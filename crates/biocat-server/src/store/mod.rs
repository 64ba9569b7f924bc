//! Persistence collaborator
//!
//! Every catalog operation runs inside one [`CatalogTx`] obtained from a
//! [`CatalogStore`]. Writes become visible only on [`CatalogTx::commit`];
//! dropping a transaction discards everything it wrote. Unique constraints
//! are enforced by the backend and reported as [`StoreError::UniqueViolation`],
//! which is the authority on "already exists" for get-or-create callers.
//!
//! Two backends are provided:
//!
//! - [`PgCatalogStore`]: PostgreSQL through `sqlx`, schema in `migrations/`
//! - [`MemoryCatalogStore`]: in-process tables behind a mutex, same constraint
//!   and cascade semantics, used by tests and local demos

pub mod memory;
pub mod postgres;

use async_trait::async_trait;
use std::sync::Arc;
use thiserror::Error;

use crate::models::{
    AssignmentDetail, Domain, DomainAssignment, DomainWithPfam, Organism, OrganismFields, Pfam,
    Protein,
};

pub use memory::MemoryCatalogStore;
pub use postgres::PgCatalogStore;

/// Shared handle passed to feature handlers
pub type SharedStore = Arc<dyn CatalogStore>;

/// Store operation errors
#[derive(Error, Debug)]
pub enum StoreError {
    /// A natural-key or primary-key constraint rejected the write
    #[error("{entity} {key} already exists")]
    UniqueViolation { entity: &'static str, key: String },

    /// A referenced row does not exist
    #[error("{entity} {key} references a missing row")]
    MissingReference { entity: &'static str, key: String },

    /// Backend failure
    #[error("Database query failed: {0}")]
    Sqlx(#[from] sqlx::Error),
}

impl StoreError {
    pub fn unique(entity: &'static str, key: impl Into<String>) -> Self {
        Self::UniqueViolation {
            entity,
            key: key.into(),
        }
    }

    pub fn missing(entity: &'static str, key: impl Into<String>) -> Self {
        Self::MissingReference {
            entity,
            key: key.into(),
        }
    }

    pub fn is_unique_violation(&self) -> bool {
        matches!(self, Self::UniqueViolation { .. })
    }
}

pub type StoreResult<T> = Result<T, StoreError>;

/// Insert payload for a domain assignment
#[derive(Debug, Clone, PartialEq, Eq)]
pub struct NewAssignment {
    pub protein_id: String,
    pub domain_id: i64,
    pub start_pos: i32,
    pub end_pos: i32,
}

impl NewAssignment {
    pub fn key(&self) -> String {
        format!(
            "({}, {}, {}, {})",
            self.protein_id, self.domain_id, self.start_pos, self.end_pos
        )
    }
}

/// Factory for transactions
#[async_trait]
pub trait CatalogStore: Send + Sync {
    /// Open a transaction; all reads inside it observe its own prior writes
    async fn begin(&self) -> StoreResult<Box<dyn CatalogTx>>;

    /// Cheap liveness check
    async fn health_check(&self) -> StoreResult<()>;
}

/// Table operations available inside one transaction
#[async_trait]
pub trait CatalogTx: Send {
    // Organisms
    async fn find_organism(&mut self, key: &OrganismFields) -> StoreResult<Option<Organism>>;
    async fn get_organism(&mut self, id: i64) -> StoreResult<Option<Organism>>;
    async fn insert_organism(&mut self, fields: &OrganismFields) -> StoreResult<Organism>;
    async fn update_organism(&mut self, id: i64, fields: &OrganismFields) -> StoreResult<Organism>;
    /// Ordered by id
    async fn list_organisms(&mut self) -> StoreResult<Vec<Organism>>;
    /// Cascades to the organism's proteins; returns whether a row was removed
    async fn delete_organism(&mut self, id: i64) -> StoreResult<bool>;

    // Proteins
    async fn get_protein(&mut self, protein_id: &str) -> StoreResult<Option<Protein>>;
    async fn insert_protein(&mut self, protein: &Protein) -> StoreResult<Protein>;
    async fn update_protein(&mut self, protein: &Protein) -> StoreResult<Protein>;
    /// Cascades to the protein's assignments; returns whether a row was removed
    async fn delete_protein(&mut self, protein_id: &str) -> StoreResult<bool>;
    /// Ordered by `protein_id`
    async fn list_proteins(&mut self, limit: i64, offset: i64) -> StoreResult<Vec<Protein>>;
    async fn count_proteins(&mut self) -> StoreResult<i64>;
    async fn list_proteins_by_taxa(&mut self, taxa_id: i32) -> StoreResult<Vec<Protein>>;

    // Pfam families
    async fn get_pfam(&mut self, domain_id: &str) -> StoreResult<Option<Pfam>>;
    async fn insert_pfam(&mut self, pfam: &Pfam) -> StoreResult<Pfam>;

    // Domains
    /// Lowest-id domain classified by `pfam_id`
    async fn first_domain_for_pfam(&mut self, pfam_id: &str) -> StoreResult<Option<Domain>>;
    async fn insert_domain(
        &mut self,
        domain_description: &str,
        pfam_id: Option<&str>,
    ) -> StoreResult<Domain>;
    /// Returns the number of domains updated
    async fn set_domain_descriptions_for_pfam(
        &mut self,
        pfam_id: &str,
        domain_description: &str,
    ) -> StoreResult<u64>;
    /// Distinct domains assigned to proteins whose organism has `taxa_id`, ordered by id
    async fn list_domains_by_taxa(&mut self, taxa_id: i32) -> StoreResult<Vec<DomainWithPfam>>;

    // Domain assignments
    async fn find_assignment(&mut self, new: &NewAssignment)
        -> StoreResult<Option<DomainAssignment>>;
    async fn insert_assignment(&mut self, new: &NewAssignment) -> StoreResult<DomainAssignment>;
    /// Assignments of one protein joined with domain and Pfam, ordered by id
    async fn list_assignment_details(
        &mut self,
        protein_id: &str,
    ) -> StoreResult<Vec<AssignmentDetail>>;

    /// Make every write of this transaction durable
    async fn commit(self: Box<Self>) -> StoreResult<()>;
}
* * * * * * * * *
▸ **How to complete this task**: All entries above need to be copied verbatim.

▸ **Written solution**:
filename crates/biocat-server/src/store/mod.rs
repository 64ba9569b7f924bc
//! Persistence collaborator
//!
//! Every catalog operation runs inside one [`CatalogTx`] obtained from a
//! [`CatalogStore`]. Writes become visible only on [`CatalogTx::commit`];
//! dropping a transaction discards everything it wrote. Unique constraints
//! are enforced by the backend and reported as [`StoreError::UniqueViolation`],
//! which is the authority on "already exists" for get-or-create callers.
//!
//! Two backends are provided:
//!
//! - [`PgCatalogStore`]: PostgreSQL through `sqlx`, schema in `migrations/`
//! - [`MemoryCatalogStore`]: in-process tables behind a mutex, same constraint
//!   and cascade semantics, used by tests and local demos

pub mod memory;
pub mod postgres;

use async_trait::async_trait;
use std::sync::Arc;
use thiserror::Error;

use crate::models::{
    AssignmentDetail, Domain, DomainAssignment, DomainWithPfam, Organism, OrganismFields, Pfam,
    Protein,
};

pub use memory::MemoryCatalogStore;
pub use postgres::PgCatalogStore;

/// Shared handle passed to feature handlers
pub type SharedStore = Arc<dyn CatalogStore>;

/// Store operation errors
#[derive(Error, Debug)]
pub enum StoreError {
    /// A natural-key or primary-key constraint rejected the write
    #[error("{entity} {key} already exists")]
    UniqueViolation { entity: &'static str, key: String },

    /// A referenced row does not exist
    #[error("{entity} {key} references a missing row")]
    MissingReference { entity: &'static str, key: String },

    /// Backend failure
    #[error("Database query failed: {0}")]
    Sqlx(#[from] sqlx::Error),
}

impl StoreError {
    pub fn unique(entity: &'static str, key: impl Into<String>) -> Self {
        Self::UniqueViolation {
            entity,
            key: key.into(),
        }
    }

    pub fn missing(entity: &'static str, key: impl Into<String>) -> Self {
        Self::MissingReference {
            entity,
            key: key.into(),
        }
    }

    pub fn is_unique_violation(&self) -> bool {
        matches!(self, Self::UniqueViolation { .. })
    }
}

pub type StoreResult<T> = Result<T, StoreError>;

/// Insert payload for a domain assignment
#[derive(Debug, Clone, PartialEq, Eq)]
pub struct NewAssignment {
    pub protein_id: String,
    pub domain_id: i64,
    pub start_pos: i32,
    pub end_pos: i32,
}

impl NewAssignment {
    pub fn key(&self) -> String {
        format!(
            "({}, {}, {}, {})",
            self.protein_id, self.domain_id, self.start_pos, self.end_pos
        )
    }
}

/// Factory for transactions
#[async_trait]
pub trait CatalogStore: Send + Sync {
    /// Open a transaction; all reads inside it observe its own prior writes
    async fn begin(&self) -> StoreResult<Box<dyn CatalogTx>>;

    /// Cheap liveness check
    async fn health_check(&self) -> StoreResult<()>;
}

/// Table operations available inside one transaction
#[async_trait]
pub trait CatalogTx: Send {
    // Organisms
    async fn find_organism(&mut self, key: &OrganismFields) -> StoreResult<Option<Organism>>;
    async fn get_organism(&mut self, id: i64) -> StoreResult<Option<Organism>>;
    async fn insert_organism(&mut self, fields: &OrganismFields) -> StoreResult<Organism>;
    async fn update_organism(&mut self, id: i64, fields: &OrganismFields) -> StoreResult<Organism>;
    /// Ordered by id
    async fn list_organisms(&mut self) -> StoreResult<Vec<Organism>>;
    /// Cascades to the organism's proteins; returns whether a row was removed
    async fn delete_organism(&mut self, id: i64) -> StoreResult<bool>;

    // Proteins
    async fn get_protein(&mut self, protein_id: &str) -> StoreResult<Option<Protein>>;
    async fn insert_protein(&mut self, protein: &Protein) -> StoreResult<Protein>;
    async fn update_protein(&mut self, protein: &Protein) -> StoreResult<Protein>;
    /// Cascades to the protein's assignments; returns whether a row was removed
    async fn delete_protein(&mut self, protein_id: &str) -> StoreResult<bool>;
    /// Ordered by `protein_id`
    async fn list_proteins(&mut self, limit: i64, offset: i64) -> StoreResult<Vec<Protein>>;
    async fn count_proteins(&mut self) -> StoreResult<i64>;
    async fn list_proteins_by_taxa(&mut self, taxa_id: i32) -> StoreResult<Vec<Protein>>;

    // Pfam families
    async fn get_pfam(&mut self, domain_id: &str) -> StoreResult<Option<Pfam>>;
    async fn insert_pfam(&mut self, pfam: &Pfam) -> StoreResult<Pfam>;

    // Domains
    /// Lowest-id domain classified by `pfam_id`
    async fn first_domain_for_pfam(&mut self, pfam_id: &str) -> StoreResult<Option<Domain>>;
    async fn insert_domain(
        &mut self,
        domain_description: &str,
        pfam_id: Option<&str>,
    ) -> StoreResult<Domain>;
    /// Returns the number of domains updated
    async fn set_domain_descriptions_for_pfam(
        &mut self,
        pfam_id: &str,
        domain_description: &str,
    ) -> StoreResult<u64>;
    /// Distinct domains assigned to proteins whose organism has `taxa_id`, ordered by id
    async fn list_domains_by_taxa(&mut self, taxa_id: i32) -> StoreResult<Vec<DomainWithPfam>>;

    // Domain assignments
    async fn find_assignment(&mut self, new: &NewAssignment)
        -> StoreResult<Option<DomainAssignment>>;
    async fn insert_assignment(&mut self, new: &NewAssignment) -> StoreResult<DomainAssignment>;
    /// Assignments of one protein joined with domain and Pfam, ordered by id
    async fn list_assignment_details(
        &mut self,
        protein_id: &str,
    ) -> StoreResult<Vec<AssignmentDetail>>;

    /// Make every write of this transaction durable
    async fn commit(self: Box<Self>) -> StoreResult<()>;
}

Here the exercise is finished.